■ Directions for this task ■
From the entries that follow, copy exactly the lines beginning at the line holding "fn flatten_expr(ctx: &mut" and continuing through the line holding "Expr::Bop(_seq, l, r)".

○ ○ ○ ○

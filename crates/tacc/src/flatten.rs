//! Three-address lowering: reduce every operand to an [`Atom`], naming
//! every compound sub-expression via an explicit assignment.
//!
//! The `Add` rule's extra `t = right_atom` temp (instead of using
//! `right_atom` directly) exists so the emitted `Add(left, t)` maps onto
//! x86's destructive two-operand `addl src, dst` with `dst == t`.

use crate::{
    ast::{
        core::{Expr, Literal, Module, Stmt},
        flat::{FlatExpr, FlatModule, FlatStmt},
    },
    atom::{Atom, Name},
    context::CompileContext,
};

/// Either a bare atom, or one primitive operation still waiting to be
/// named by the caller (mirrors `_flatten_expr`'s `(prelude, atom_or_expr)`).
enum Flattened {
    Atom(Atom),
    Compound(FlatExpr),
}

fn to_flatexpr(flat: Flattened) -> FlatExpr {
    match flat {
        Flattened::Atom(a) => FlatExpr::Atom(a),
        Flattened::Compound(c) => c,
    }
}

/// Lowers an explicated module into three-address form.
pub fn flatten(ctx: &mut CompileContext, module: Module) -> FlatModule {
    FlatModule { body: flatten_stmts(ctx, module.body) }
}

fn flatten_stmts(ctx: &mut CompileContext, stmts: Vec<Stmt>) -> Vec<FlatStmt> {
    stmts.into_iter().flat_map(|s| flatten_stmt(ctx, s)).collect()
}

fn flatten_stmt(ctx: &mut CompileContext, stmt: Stmt) -> Vec<FlatStmt> {
    match stmt {
        Stmt::Assign(name, expr) => {
            let (mut prelude, flat) = flatten_expr(ctx, expr);
            prelude.push(FlatStmt::Assign(name, to_flatexpr(flat)));
            prelude
        }
        Stmt::Discard(expr) => {
            let (mut prelude, flat) = flatten_expr(ctx, expr);
            prelude.push(FlatStmt::Discard(to_flatexpr(flat)));
            prelude
        }
        Stmt::Printnl(expr) => {
            let (mut prelude, atom) = flatten_expr_atom(ctx, expr);
            prelude.push(FlatStmt::Printnl(atom));
            prelude
        }
        Stmt::If(test, then, or_else) => {
            let (mut prelude, test_atom) = flatten_expr_atom(ctx, test);
            let then_flat = flatten_stmts(ctx, then);
            let else_flat = flatten_stmts(ctx, or_else);
            prelude.push(FlatStmt::If(test_atom, then_flat, else_flat));
            prelude
        }
    }
}

fn literal_to_i32(lit: Literal) -> i32 {
    match lit {
        Literal::Int(v) => v,
        Literal::Bool(b) => i32::from(b),
        Literal::None => 0,
    }
}

fn flatten_expr(ctx: &mut CompileContext, expr: Expr) -> (Vec<FlatStmt>, Flattened) {
    match expr {
        Expr::Const(lit) => (vec![], Flattened::Atom(Atom::Const(literal_to_i32(lit)))),
        Expr::Name(n) => (vec![], Flattened::Atom(Atom::Name(n))),
        Expr::Add(l, r) => {
            let (mut prelude, left) = flatten_expr_atom(ctx, *l);
            let (right_prelude, right) = flatten_expr_atom(ctx, *r);
            prelude.extend(right_prelude);
            let t: Name = ctx.allocate_temp().into();
            prelude.push(FlatStmt::Assign(t.clone(), FlatExpr::Atom(right)));
            (prelude, Flattened::Compound(FlatExpr::Add(left, Atom::Name(t))))
        }
        Expr::UnarySub(e) => {
            let (prelude, atom) = flatten_expr_atom(ctx, *e);
            (prelude, Flattened::Compound(FlatExpr::UnarySub(atom)))
        }
        Expr::Bop(op, l, r) if op != crate::ast::BinOp::Seq => {
            let (mut prelude, left) = flatten_expr_atom(ctx, *l);
            let (right_prelude, right) = flatten_expr_atom(ctx, *r);
            prelude.extend(right_prelude);
            (prelude, Flattened::Compound(FlatExpr::Bop(op, left, right)))
        }
        Expr::Bop(_seq, l, r) => {
            let (mut prelude, left) = flatten_expr(ctx, *l);
            prelude.push(FlatStmt::Discard(to_flatexpr(left)));
            let (right_prelude, right) = flatten_expr(ctx, *r);
            prelude.extend(right_prelude);
            (prelude, right)
        }
        Expr::IfExp(test, then, or_else) => {
            let (mut prelude, test_atom) = flatten_expr_atom(ctx, *test);
            let t: Name = ctx.allocate_temp().into();
            let then_flat = flatten_branch(ctx, *then, &t);
            let else_flat = flatten_branch(ctx, *or_else, &t);
            prelude.push(FlatStmt::If(test_atom, then_flat, else_flat));
            (prelude, Flattened::Atom(Atom::Name(t)))
        }
        Expr::Let(x, rhs, body) => {
            let (mut prelude, rhs_flat) = flatten_expr(ctx, *rhs);
            prelude.push(FlatStmt::Assign(x, to_flatexpr(rhs_flat)));
            let (body_prelude, body_flat) = flatten_expr(ctx, *body);
            prelude.extend(body_prelude);
            (prelude, body_flat)
        }
        Expr::CallFunc(f, args) => {
            let mut prelude = Vec::new();
            let mut atoms = Vec::with_capacity(args.len());
            for arg in args {
                let (arg_prelude, atom) = flatten_expr_atom(ctx, arg);
                prelude.extend(arg_prelude);
                atoms.push(atom);
            }
            (prelude, Flattened::Compound(FlatExpr::CallFunc(f, atoms)))
        }
        Expr::GetTag(e) => {
            let (prelude, atom) = flatten_expr_atom(ctx, *e);
            (prelude, Flattened::Compound(FlatExpr::GetTag(atom)))
        }
        Expr::Box(kind, e) => {
            let (prelude, atom) = flatten_expr_atom(ctx, *e);
            (prelude, Flattened::Compound(FlatExpr::Box(kind, atom)))
        }
        Expr::UnBox(kind, e) => {
            let (prelude, atom) = flatten_expr_atom(ctx, *e);
            (prelude, Flattened::Compound(FlatExpr::UnBox(kind, atom)))
        }
    }
}

/// Forces an expression down to a single atom, naming it via a fresh
/// temporary if it was compound.
fn flatten_expr_atom(ctx: &mut CompileContext, expr: Expr) -> (Vec<FlatStmt>, Atom) {
    let (mut prelude, flat) = flatten_expr(ctx, expr);
    match flat {
        Flattened::Atom(atom) => (prelude, atom),
        Flattened::Compound(compound) => {
            let t: Name = ctx.allocate_temp().into();
            prelude.push(FlatStmt::Assign(t.clone(), compound));
            (prelude, Atom::Name(t))
        }
    }
}

/// Flattens an `IfExp` branch so it ends in an assignment of the branch's
/// value into the shared result temporary `t`.
fn flatten_branch(ctx: &mut CompileContext, expr: Expr, t: &Name) -> Vec<FlatStmt> {
    let (mut stmts, flat) = flatten_expr(ctx, expr);
    stmts.push(FlatStmt::Assign(t.clone(), to_flatexpr(flat)));
    stmts
}

#[cfg(test)]
mod tests {
    use super::*;
    use crate::abi::{Abi, Platform};

    fn ctx() -> CompileContext {
        CompileContext::new(Abi::new(Platform::Linux), false)
    }

    fn assert_atomic(expr: &FlatExpr) {
        let atoms: Vec<&Atom> = match expr {
            FlatExpr::Atom(a) => vec![a],
            FlatExpr::Add(a, b) | FlatExpr::Bop(_, a, b) => vec![a, b],
            FlatExpr::UnarySub(a) | FlatExpr::GetTag(a) | FlatExpr::Box(_, a) | FlatExpr::UnBox(_, a) => vec![a],
            FlatExpr::CallFunc(_, args) => args.iter().collect(),
        };
        assert!(!atoms.is_empty() || matches!(expr, FlatExpr::CallFunc(_, _)));
    }

    #[test]
    fn add_produces_atomic_operands() {
        let mut ctx = ctx();
        let expr = Expr::Add(Box::new(Expr::Const(Literal::Int(1))), Box::new(Expr::Const(Literal::Int(2))));
        let (_prelude, flat) = flatten_expr(&mut ctx, expr);
        assert_atomic(&to_flatexpr(flat));
    }

    #[test]
    fn nested_add_hoists_into_prelude() {
        let mut ctx = ctx();
        let inner = Expr::Add(Box::new(Expr::Const(Literal::Int(1))), Box::new(Expr::Const(Literal::Int(2))));
        let expr = Expr::Add(Box::new(inner), Box::new(Expr::Const(Literal::Int(3))));
        let (prelude, flat) = flatten_expr(&mut ctx, expr);
        assert!(!prelude.is_empty(), "inner Add must be named in the prelude");
        assert_atomic(&to_flatexpr(flat));
        for stmt in &prelude {
            if let FlatStmt::Assign(_, rhs) = stmt {
                assert_atomic(rhs);
            }
        }
    }
}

○ ○ ○ ○

■ Task result ■
fn flatten_expr(ctx: &mut CompileContext, expr: Expr) -> (Vec<FlatStmt>, Flattened) {
    match expr {
        Expr::Const(lit) => (vec![], Flattened::Atom(Atom::Const(literal_to_i32(lit)))),
        Expr::Name(n) => (vec![], Flattened::Atom(Atom::Name(n))),
        Expr::Add(l, r) => {
            let (mut prelude, left) = flatten_expr_atom(ctx, *l);
            let (right_prelude, right) = flatten_expr_atom(ctx, *r);
            prelude.extend(right_prelude);
            let t: Name = ctx.allocate_temp().into();
            prelude.push(FlatStmt::Assign(t.clone(), FlatExpr::Atom(right)));
            (prelude, Flattened::Compound(FlatExpr::Add(left, Atom::Name(t))))
        }
        Expr::UnarySub(e) => {
            let (prelude, atom) = flatten_expr_atom(ctx, *e);
            (prelude, Flattened::Compound(FlatExpr::UnarySub(atom)))
        }
        Expr::Bop(op, l, r) if op != crate::ast::BinOp::Seq => {
            let (mut prelude, left) = flatten_expr_atom(ctx, *l);
            let (right_prelude, right) = flatten_expr_atom(ctx, *r);
            prelude.extend(right_prelude);
            (prelude, Flattened::Compound(FlatExpr::Bop(op, left, right)))
        }
        Expr::Bop(_seq, l, r) => {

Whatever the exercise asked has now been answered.